England's fresh start begins in earnest on Thursday, when new head coach Peter Moores and a revamped selection panel name their first squad.
A May 9 one-day international against Scotland in Aberdeen would ordinarily represent the lowest of low-key starts to the season for England, and little more than a warm-up for the five-match series against Sri Lanka which begins 11 days later.
But with all eyes on Moores' return to the international stage after five years away, the game assumes an added significance.
The fixture now represents day one for Moores, who will meet national selector James Whitaker as well as new appointees Angus Fraser and Mick Newell on Thursday before announcing the results of their deliberations.
Only a matter of months ago an England selection meeting would have looked very different, convened by Geoff Miller, doubtless dominated by influential team director Andy Flower and featuring limited-overs coach Ashley Giles.
Miller has since retired, Flower has resigned his former post and Giles was snubbed as his replacement.
After five years with Lancashire, Moores will surely arrive with a well-developed view of the players at his disposal and the type of cricket he aspires to play.
But he will not lack for advice.
Both Fraser and Newell are vastly experienced, have exhaustive knowledge of the domestic game and will come in harbouring fully-formed opinions on the necessary whos and wheres under discussion.
Whitaker, meanwhile, offers a link to the recent past having sat on the panel since 2008.
With such an altered dynamic at play, the exact composition of the squad is virtually impossible to predict but it will surely be the strongest available as Moores looks to draw an emphatic line under a dreadful winter.
The pre-Moores chapter ended with a humiliating defeat to an Associate nation in Holland and he will do anything to avoid starting the next one in the same fashion.
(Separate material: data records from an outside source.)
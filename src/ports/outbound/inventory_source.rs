use crate::compliance::domain::InventoryObservation;
use crate::shared::Result;
use async_trait::async_trait;

/// InventorySource port for enumerating managed instances
///
/// Pagination is an implementation detail; callers always receive the
/// complete list or an error.
#[async_trait]
pub trait InventorySource: Send + Sync {
    /// Returns every instance currently known to the agent inventory
    ///
    /// # Errors
    /// Returns [`crate::shared::error::ComplianceError::InventoryFetch`] if
    /// any underlying request fails. No partial results are returned.
    async fn fetch_all(&self) -> Result<Vec<InventoryObservation>>;
}

/// One page of the inventory enumeration
#[derive(Debug, Clone, Default)]
pub struct InventoryPage {
    pub observations: Vec<InventoryObservation>,
    /// Continuation token; `None` on the last page
    pub next_token: Option<String>,
}

impl InventoryPage {
    pub fn new(observations: Vec<InventoryObservation>, next_token: Option<String>) -> Self {
        Self {
            observations,
            next_token,
        }
    }
}

/// InventoryPageFetcher port for a single paginated inventory request
#[async_trait]
pub trait InventoryPageFetcher: Send + Sync {
    /// Fetches the page that follows `next_token` (the first page when `None`)
    async fn fetch_page(&self, next_token: Option<&str>) -> Result<InventoryPage>;
}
Captain Alastair Cook, deputy Eoin Morgan, Joe Root, Ian Bell and Ravi Bopara must be considered certainties in the batting ranks, while Alex Hales enjoyed enough success in the World Twenty20 to earn his chance in the 50-over game, probably at Michael Carberry's expense.
Gary Ballance, Michael Lumb, James Vince, James Taylor and Moeen Ali are among the names that will also come under consideration, but the wicketkeeping gloves should be awarded to Jos Buttler - signed by Moores for Lancashire - with minimal debate.
Chris Woakes could benefit from fellow all-rounder Ben Stokes' self-enforced injury absence, and it will be interesting to see whether Samit Patel, a favourite of Newell at Trent Bridge, remains in his Flower-imposed exile.
He fell foul of the previous regime's exacting fitness standards, though he could offer sturdy support for senior spinner James Tredwell, who has impressed more in England colours than the county game for some time now.
With Stuart Broad not yet fit, James Anderson and Chris Jordan are clear favourites to lead the seam attack.
Otherwise, the selectors may need to pull a rabbit from the hat to round out the pace ranks with Steven Finn among the wickets but still fragile following a barren winter, Harry Gurney, Jack Brooks and Tymal Mills untried and Tim Bresnan yet to play competitively this season.
Possible squad to face Scotland on May 9: A Cook (c), A Hales, J Root, I Bell, R Bopara, E Morgan, G Ballance, M Ali, C Woakes, J Buttler, C Jordan, J Tredwell, J Anderson, H Gurney, S Finn.